Ao contemplar aquela cena, não pude deixar de pensar nos pescoços que Chu Run havia apertado.

— Ai! — minha irmã gritou de dor, puxando o braço do meu e batendo em meu braço. — Irmão, você acha que eu ainda tenho que idade? Vai continuar brincando assim comigo?

Pedi desculpas às pressas.

Como a diferença de idade entre nós não era nem muito grande nem muito pequena, eu e minha irmã nunca havíamos conseguido brincar verdadeiramente juntos. Quando éramos crianças, ela gostava de me seguir, e eu a tratava como um brinquedo. Meninos são travessos e nem sempre medem a força. Quando eu a fazia chorar, papai me batia, e então eu também começava a chorar alto.
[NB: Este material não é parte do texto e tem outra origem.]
use chrono::{DateTime, Utc};
use serde::Serialize;
use std::path::PathBuf;
use uuid::Uuid;

use crate::storage::JobArtifacts;

#[derive(Debug, Clone, Copy, PartialEq, Eq, Serialize)]
#[serde(rename_all = "snake_case")]
pub enum JobState {
    Idle,
    Running,
    Done,
    Failed,
    Cancelled,
}

impl JobState {
    pub fn is_finished(self) -> bool {
        matches!(self, Self::Done | Self::Failed | Self::Cancelled)
    }
}

/// Observable state of one translation job
#[derive(Debug, Clone, Serialize)]
pub struct JobRecord {
    pub id: Uuid,
    pub video: PathBuf,
    pub source_language: String,
    pub target_language: String,
    pub state: JobState,
    /// 0..=100; only a finished job reports 100
    pub progress: u8,
    #[serde(skip_serializing_if = "Option::is_none")]
    pub error: Option<String>,
    #[serde(skip_serializing_if = "Option::is_none")]
    pub artifacts: Option<JobArtifacts>,
    pub created_at: DateTime<Utc>,
    #[serde(skip_serializing_if = "Option::is_none")]
    pub finished_at: Option<DateTime<Utc>>,
}

impl JobRecord {
    pub fn new(id: Uuid, video: PathBuf, source_language: String, target_language: String) -> Self {
        Self {
            id,
            video,
            source_language,
            target_language,
            state: JobState::Idle,
            progress: 0,
            error: None,
            artifacts: None,
            created_at: Utc::now(),
            finished_at: None,
        }
    }
}

/// Percentage of a running job; 100 is reserved for `Done`
pub fn running_progress(completed: usize, total: usize) -> u8 {
    if total == 0 {
        return 0;
    }
    let pct = completed.min(total) * 100 / total;
    pct.min(99) as u8
}
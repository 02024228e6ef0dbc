use clap::{Parser, Subcommand};
use std::path::PathBuf;

#[derive(Parser)]
#[command(author, version, about, long_about = None)]
pub struct Args {
    /// Enable verbose logging
    #[arg(short, long)]
    pub verbose: bool,

    /// Configuration file path
    #[arg(short, long)]
    pub config: Option<PathBuf>,

    #[command(subcommand)]
    pub command: Commands,
}

#[derive(Subcommand)]
pub enum Commands {
    /// Run the HTTP server
    Serve {
        /// Address to bind
        #[arg(long)]
        host: Option<String>,

        /// Port to listen on
        #[arg(long)]
        port: Option<u16>,

        /// Directory for uploads and generated files
        #[arg(long)]
        upload_dir: Option<PathBuf>,
    },

    /// Transcribe a media file into <base>.srt and <base>.vtt
    Extract {
        /// Input media file
        #[arg(short, long)]
        input: PathBuf,
    },

    /// Translate a SubRip file, writing the .srt and a sibling .vtt
    Translate {
        /// Input SubRip file
        #[arg(short, long)]
        input: PathBuf,

        /// Target language code
        #[arg(short, long)]
        target: String,

        /// Source language code, defaults to the configured one
        #[arg(short, long)]
        source: Option<String>,

        /// Output SubRip file
        #[arg(short, long)]
        output: PathBuf,
    },

    /// Embed a subtitle file into a video
    Mux {
        /// Input video file
        #[arg(short, long)]
        video: PathBuf,

        /// Subtitle file
        #[arg(short, long)]
        subtitles: PathBuf,

        /// Output video file
        #[arg(short, long)]
        output: PathBuf,
    },
}
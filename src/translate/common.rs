use reqwest::Client;
use std::time::Duration;

use crate::config::TranslateConfig;
use crate::error::{Result, SubtitlerError};

/// HTTP client shared by the translation backends
pub fn build_client(config: &TranslateConfig) -> Result<Client> {
    Client::builder()
        .timeout(Duration::from_secs(config.timeout_secs))
        .build()
        .map_err(|e| SubtitlerError::Config(format!("Failed to create HTTP client: {}", e)))
}

/// Connection-level failures mean the service is down, anything else is a failed call
pub fn request_error(service: &str, error: reqwest::Error) -> SubtitlerError {
    if error.is_connect() || error.is_timeout() {
        SubtitlerError::unavailable(service, error)
    } else {
        SubtitlerError::Translation(format!("{} request failed: {}", service, error))
    }
}

/// Convert language code to full language name for clearer prompts
pub fn language_code_to_name(code: &str) -> String {
    let name = match code.to_lowercase().as_str() {
        "en" => "English",
        "fa" => "Persian",
        "ja" => "Japanese",
        "ko" => "Korean",
        "zh" | "zh-cn" => "Chinese",
        "fr" => "French",
        "de" => "German",
        "es" => "Spanish",
        "ru" => "Russian",
        "it" => "Italian",
        "pt" => "Portuguese",
        "pl" => "Polish",
        "nl" => "Dutch",
        "tr" => "Turkish",
        "ar" => "Arabic",
        "hi" => "Hindi",
        "th" => "Thai",
        "vi" => "Vietnamese",
        "sv" => "Swedish",
        "da" => "Danish",
        "no" => "Norwegian",
        "fi" => "Finnish",
        "he" => "Hebrew",
        "hu" => "Hungarian",
        "cs" => "Czech",
        "el" => "Greek",
        "uk" => "Ukrainian",
        "id" => "Indonesian",
        "ur" => "Urdu",
        "bn" => "Bengali",
        _ => return code.to_string(), // Fallback to the code itself if not found
    };
    name.to_string()
}

#[cfg(test)]
mod tests {
    use super::*;

    #[test]
    fn test_language_code_to_name() {
        assert_eq!(language_code_to_name("fa"), "Persian");
        assert_eq!(language_code_to_name("JA"), "Japanese");
        assert_eq!(language_code_to_name("x-klingon"), "x-klingon");
    }
}
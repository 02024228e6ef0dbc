// Translation jobs
//
// - record: the observable state of one job
// - registry: every job of this process, with "latest" lookups for id-less requests
// - orchestrator: spawns jobs, forwards progress and handles cancellation

pub mod orchestrator;
pub mod record;
pub mod registry;

pub use orchestrator::JobOrchestrator;
pub use record::{JobRecord, JobState};
pub use registry::JobRegistry;
use axum::{
    http::StatusCode,
    response::{IntoResponse, Response},
    Json,
};
use serde_json::json;
use thiserror::Error;

use crate::error::{ErrorKind, SubtitlerError};

#[derive(Debug, Error)]
pub enum ApiError {
    #[error("{0}")]
    BadRequest(String),

    #[error("{0}")]
    NotFound(String),

    #[error("{0}")]
    Conflict(String),

    #[error("{0}")]
    Internal(String),
}

impl ApiError {
    pub fn status(&self) -> StatusCode {
        match self {
            Self::BadRequest(_) => StatusCode::BAD_REQUEST,
            Self::NotFound(_) => StatusCode::NOT_FOUND,
            Self::Conflict(_) => StatusCode::CONFLICT,
            Self::Internal(_) => StatusCode::INTERNAL_SERVER_ERROR,
        }
    }
}

impl From<SubtitlerError> for ApiError {
    fn from(err: SubtitlerError) -> Self {
        let message = err.to_string();
        match err.kind() {
            ErrorKind::InvalidInput => Self::BadRequest(message),
            ErrorKind::NotFound => Self::NotFound(message),
            ErrorKind::Conflict => Self::Conflict(message),
            ErrorKind::Unavailable
            | ErrorKind::Io
            | ErrorKind::Collaborator
            | ErrorKind::Cancelled => Self::Internal(message),
        }
    }
}

impl IntoResponse for ApiError {
    fn into_response(self) -> Response {
        let status = self.status();
        if status.is_server_error() {
            tracing::error!("Request failed: {}", self);
        }
        (status, Json(json!({ "error": self.to_string() }))).into_response()
    }
}
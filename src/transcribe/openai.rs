// OpenAI Whisper command line implementation

use async_trait::async_trait;
use serde::{Deserialize, Serialize};
use std::path::Path;
use tokio::process::Command;
use tracing::info;

use super::common::{run_tool, TranscriptionMapper};
use super::{TranscriptSegment, Transcriber, Transcription};
use crate::config::TranscriberConfig;
use crate::error::{Result, SubtitlerError};

/// OpenAI Whisper specific JSON output format
#[derive(Debug, Clone, Serialize, Deserialize)]
pub struct OpenAIWhisperOutput {
    pub text: String,
    pub segments: Vec<OpenAIWhisperSegment>,
    pub language: Option<String>,
}

/// OpenAI Whisper specific segment format
#[derive(Debug, Clone, Serialize, Deserialize)]
pub struct OpenAIWhisperSegment {
    pub id: u64,
    pub start: f64,
    pub end: f64,
    pub text: String,
    pub avg_logprob: Option<f64>,
    pub no_speech_prob: Option<f64>,
}

/// Mapper for OpenAI Whisper format
pub struct OpenAIWhisperMapper;

impl TranscriptionMapper<OpenAIWhisperOutput> for OpenAIWhisperMapper {
    fn to_transcription(whisper_output: OpenAIWhisperOutput) -> Result<Transcription> {
        let segments = whisper_output
            .segments
            .into_iter()
            .map(|seg| TranscriptSegment {
                start: seg.start,
                end: seg.end,
                text: seg.text,
            })
            .collect();

        Ok(Transcription {
            language: whisper_output.language,
            segments,
        })
    }
}

pub struct OpenAITranscriber {
    config: TranscriberConfig,
}

impl OpenAITranscriber {
    pub fn new(config: TranscriberConfig) -> Self {
        Self { config }
    }
}

#[async_trait]
impl Transcriber for OpenAITranscriber {
    async fn transcribe(&self, media_path: &Path, language: Option<String>) -> Result<Transcription> {
        info!("Transcribing {} with whisper model {}", media_path.display(), self.config.model);

        let temp_dir = tempfile::tempdir()?;
        let output_dir = temp_dir.path();

        let mut cmd = Command::new(&self.config.binary_path);
        cmd.arg(media_path)
            .arg("--model").arg(&self.config.model)
            .arg("--output_dir").arg(output_dir)
            .arg("--output_format").arg("json")
            .arg("--verbose").arg("False");

        if let Some(lang) = language {
            cmd.arg("--language").arg(lang);
        }

        run_tool(cmd, self.name()).await?;

        let media_stem = media_path
            .file_stem()
            .ok_or_else(|| SubtitlerError::InvalidInput(format!("Invalid media filename: {}", media_path.display())))?;
        let json_file = output_dir.join(format!("{}.json", media_stem.to_string_lossy()));

        let json_content = tokio::fs::read_to_string(&json_file)
            .await
            .map_err(|e| SubtitlerError::Transcription(format!("Failed to read whisper output: {}", e)))?;

        let whisper_output: OpenAIWhisperOutput = serde_json::from_str(&json_content)
            .map_err(|e| SubtitlerError::Transcription(format!("Failed to parse whisper JSON: {}", e)))?;

        let transcription = OpenAIWhisperMapper::to_transcription(whisper_output)?;
        info!("Whisper returned {} segments", transcription.segments.len());
        Ok(transcription)
    }

    fn name(&self) -> &str {
        "whisper"
    }
}
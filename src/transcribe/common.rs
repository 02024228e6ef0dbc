use std::io::ErrorKind;
use std::process::Output;
use tokio::process::Command;
use tracing::debug;

use super::Transcription;
use crate::error::{Result, SubtitlerError};

/// Trait for converting service-specific transcription formats into a `Transcription`
pub trait TranscriptionMapper<T> {
    fn to_transcription(service_result: T) -> Result<Transcription>;
}

/// Run a transcription tool to completion.
///
/// A binary that cannot be spawned is reported as unavailable, a non-zero exit as a
/// transcription failure carrying the tool's stderr.
pub(crate) async fn run_tool(mut cmd: Command, tool: &str) -> Result<Output> {
    debug!("Executing {} command: {:?}", tool, cmd);

    let output = cmd.output().await.map_err(|e| match e.kind() {
        ErrorKind::NotFound | ErrorKind::PermissionDenied => SubtitlerError::unavailable(tool, e),
        _ => SubtitlerError::Transcription(format!("Failed to execute {}: {}", tool, e)),
    })?;

    if !output.status.success() {
        let stderr = String::from_utf8_lossy(&output.stderr);
        return Err(SubtitlerError::Transcription(format!(
            "{} failed ({}): {}",
            tool,
            output.status,
            stderr.trim()
        )));
    }

    Ok(output)
}
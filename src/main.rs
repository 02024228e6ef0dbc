//! Subtitler - video subtitle translation service
//!
//! Entry point for the HTTP server and the command line tools that run the
//! individual pipeline stages.

use anyhow::{Context, Result};
use clap::Parser;
use indicatif::{ProgressBar, ProgressStyle};
use std::path::Path;
use std::sync::Arc;
use tokio_util::sync::CancellationToken;
use tracing::{info, Level};
use tracing_appender::{non_blocking, rolling};
use tracing_subscriber::{fmt, layer::SubscriberExt, util::SubscriberInitExt, EnvFilter};

use subtitler::api::{create_router, AppState};
use subtitler::cli::{Args, Commands};
use subtitler::config::Config;
use subtitler::subtitle;
use subtitler::workflow::Workflow;

#[tokio::main]
async fn main() -> Result<()> {
    let args = Args::parse();

    // Keep the file writer alive until the program exits
    let _log_guard = setup_logging(args.verbose)?;

    let mut config = match &args.config {
        Some(config_path) => Config::from_file(config_path)?,
        None => {
            if Path::new("config.toml").exists() {
                info!("Found config.toml in current directory, loading...");
                Config::from_file("config.toml")?
            } else {
                Config::default()
            }
        }
    };

    match args.command {
        Commands::Serve { host, port, upload_dir } => {
            if let Some(host) = host {
                config.server.host = host;
            }
            if let Some(port) = port {
                config.server.port = port;
            }
            if let Some(upload_dir) = upload_dir {
                config.server.upload_dir = upload_dir;
            }
            serve(config).await?;
        }
        Commands::Extract { input } => {
            let workflow = Workflow::new(config)?;
            let vtt_path = workflow.extract_subtitles(&input).await?;
            println!("{}", vtt_path.display());
        }
        Commands::Translate { input, target, source, output } => {
            let workflow = Workflow::new(config)?;
            let source = source.unwrap_or_else(|| workflow.config().translate.source_language.clone());
            let entries = subtitle::read_srt(&input).await?;

            let pb = ProgressBar::new(entries.len() as u64);
            pb.set_style(
                ProgressStyle::default_bar()
                    .template("{spinner:.green} [{elapsed_precise}] [{bar:40.cyan/blue}] {pos}/{len} ({eta})")?
                    .progress_chars("#>-"),
            );

            let cancel = CancellationToken::new();
            let ctrl_c = cancel.clone();
            tokio::spawn(async move {
                if tokio::signal::ctrl_c().await.is_ok() {
                    ctrl_c.cancel();
                }
            });

            let translated = workflow
                .translate_entries(&entries, &source, &target, &cancel, |done, _| {
                    pb.set_position(done as u64)
                })
                .await?;
            pb.finish_and_clear();

            let vtt_path = output.with_extension("vtt");
            subtitle::write_subtitle_pair(&translated, &output, &vtt_path).await?;
            info!("Wrote {} and {}", output.display(), vtt_path.display());
        }
        Commands::Mux { video, subtitles, output } => {
            let workflow = Workflow::new(config)?;
            workflow.mux(&video, &subtitles, &output).await?;
            info!("Wrote {}", output.display());
        }
    }

    Ok(())
}

async fn serve(config: Config) -> Result<()> {
    let addr = format!("{}:{}", config.server.host, config.server.port);

    let workflow = Arc::new(Workflow::new(config)?);
    workflow.store().ensure_dir().await?;
    workflow.check_dependencies().await;

    let state = AppState::new(workflow.clone());
    let jobs = state.jobs.clone();
    let app = create_router(state);

    let listener = tokio::net::TcpListener::bind(&addr)
        .await
        .with_context(|| format!("Failed to bind {}", addr))?;
    info!(
        "Listening on http://{} (uploads in {})",
        addr,
        workflow.store().root().display()
    );

    axum::serve(listener, app)
        .with_graceful_shutdown(async move {
            let _ = tokio::signal::ctrl_c().await;
            info!("Shutting down, cancelling running jobs");
            jobs.cancel_all().await;
        })
        .await?;

    Ok(())
}

fn setup_logging(verbose: bool) -> Result<tracing_appender::non_blocking::WorkerGuard> {
    let log_dir = std::env::current_dir()?.join(".subtitler").join("log");
    std::fs::create_dir_all(&log_dir)?;

    // Daily rotation
    let file_appender = rolling::daily(&log_dir, "subtitler.log");
    let (non_blocking_file, guard) = non_blocking(file_appender);

    let log_level = if verbose { Level::DEBUG } else { Level::INFO };

    let console_layer = fmt::layer()
        .with_target(false)
        .with_thread_ids(true)
        .with_file(true)
        .with_line_number(true);

    let file_layer = fmt::layer()
        .with_writer(non_blocking_file)
        .with_target(false)
        .with_thread_ids(true)
        .with_file(true)
        .with_line_number(true)
        .with_ansi(false);

    tracing_subscriber::registry()
        .with(EnvFilter::from_default_env().add_directive(log_level.into()))
        .with(console_layer)
        .with(file_layer)
        .try_init()
        .map_err(|e| anyhow::anyhow!("Failed to initialize logging: {}", e))?;

    info!(
        "Logging initialized - console: {}, file: {}",
        log_level,
        log_dir.join("subtitler.log").display()
    );

    Ok(guard)
}
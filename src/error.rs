use thiserror::Error;

#[derive(Error, Debug)]
pub enum SubtitlerError {
    #[error("IO error: {0}")]
    Io(#[from] std::io::Error),

    #[error("JSON serialization error: {0}")]
    Json(#[from] serde_json::Error),

    #[error("TOML parsing error: {0}")]
    Toml(#[from] toml::de::Error),

    #[error("HTTP request error: {0}")]
    Http(#[from] reqwest::Error),

    #[error("Transcription error: {0}")]
    Transcription(String),

    #[error("Translation error: {0}")]
    Translation(String),

    #[error("Media processing error: {0}")]
    Media(String),

    #[error("Malformed subtitle data: {0}")]
    Subtitle(String),

    #[error("{tool} is not available: {reason}")]
    CollaboratorUnavailable { tool: String, reason: String },

    #[error("Invalid input: {0}")]
    InvalidInput(String),

    #[error("Configuration error: {0}")]
    Config(String),

    #[error("File not found: {0}")]
    FileNotFound(String),

    #[error("Job not found: {0}")]
    JobNotFound(String),

    #[error("Job {0} is not running")]
    JobNotRunning(String),

    #[error("Job was cancelled")]
    Cancelled,
}

/// Coarse classification used by callers that only care about the failure family.
#[derive(Debug, Clone, Copy, PartialEq, Eq)]
pub enum ErrorKind {
    Unavailable,
    InvalidInput,
    NotFound,
    Conflict,
    Io,
    Collaborator,
    Cancelled,
}

impl SubtitlerError {
    pub fn unavailable(tool: impl Into<String>, reason: impl ToString) -> Self {
        Self::CollaboratorUnavailable {
            tool: tool.into(),
            reason: reason.to_string(),
        }
    }

    pub fn kind(&self) -> ErrorKind {
        match self {
            Self::CollaboratorUnavailable { .. } => ErrorKind::Unavailable,
            Self::Subtitle(_) | Self::InvalidInput(_) | Self::Config(_) | Self::Toml(_) => {
                ErrorKind::InvalidInput
            }
            Self::FileNotFound(_) | Self::JobNotFound(_) => ErrorKind::NotFound,
            Self::JobNotRunning(_) => ErrorKind::Conflict,
            Self::Io(_) => ErrorKind::Io,
            Self::Cancelled => ErrorKind::Cancelled,
            Self::Json(_)
            | Self::Http(_)
            | Self::Transcription(_)
            | Self::Translation(_)
            | Self::Media(_) => ErrorKind::Collaborator,
        }
    }
}

pub type Result<T> = std::result::Result<T, SubtitlerError>;

#[cfg(test)]
mod tests {
    use super::*;

    #[test]
    fn test_kind_separates_failure_families() {
        assert_eq!(
            SubtitlerError::unavailable("ffmpeg", "not found").kind(),
            ErrorKind::Unavailable
        );
        assert_eq!(
            SubtitlerError::Subtitle("bad timing".into()).kind(),
            ErrorKind::InvalidInput
        );
        assert_eq!(
            SubtitlerError::Io(std::io::Error::other("disk full")).kind(),
            ErrorKind::Io
        );
        assert_eq!(
            SubtitlerError::Media("exit 1".into()).kind(),
            ErrorKind::Collaborator
        );
    }

    #[test]
    fn test_unavailable_message_names_the_tool() {
        let err = SubtitlerError::unavailable("whisper", "No such file or directory");
        assert_eq!(err.to_string(), "whisper is not available: No such file or directory");
    }
}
Segundo nossos pais, depois de chorarmos, nós dois continuávamos a fazer as mesmas travessuras.

Segurei o pulso dela e baixei os olhos.

— Está bem, irmão, não foi nada — disse minha irmã, sorrindo enquanto puxava a mão de volta e tornava a enlaçar meu braço.

— Sim, não foi nada. Não vai acontecer nada.

Ye Qing me aconselhara a usar meus sonhos. Eu conseguira salvar o Capitão Wan e a filha dele, e também poderia salvar minha irmã. Fosse o que fosse aquela coisa, eu não permitiria que machucasse minha irmã.

Naquela noite, entrei novamente no sonho.

Mais de um homem em chamas apareceu. Eram de alturas, pesos e compleições diferentes. Estavam dispostos numa fila relativamente organizada, imóveis e silenciosos.

— O que vocês querem fazer? — perguntei, suportando um calor ainda mais intenso que o da vez anterior. — Vocês são alunos do último ano do Colégio Secundário nº 18 de Minqing, não são? Morreram num incêndio ocorrido antes da viagem de formatura. Toda a turma morreu, exceto um aluno que vocês perseguiam e que não estava presente. Isso aconteceu há vinte anos. Já se passaram duas décadas. O que querem agora?

As chamas se tornaram cada vez mais intensas, mas ninguém se moveu. Ninguém disse uma palavra.

Senti a raiva e o ódio dentro daquele fogo.

Vingança?

— Naquela época, não havia provas. Aquele aluno...

Fuuu!

O fogo se transformou numa massa ardente e avançou diretamente contra mim!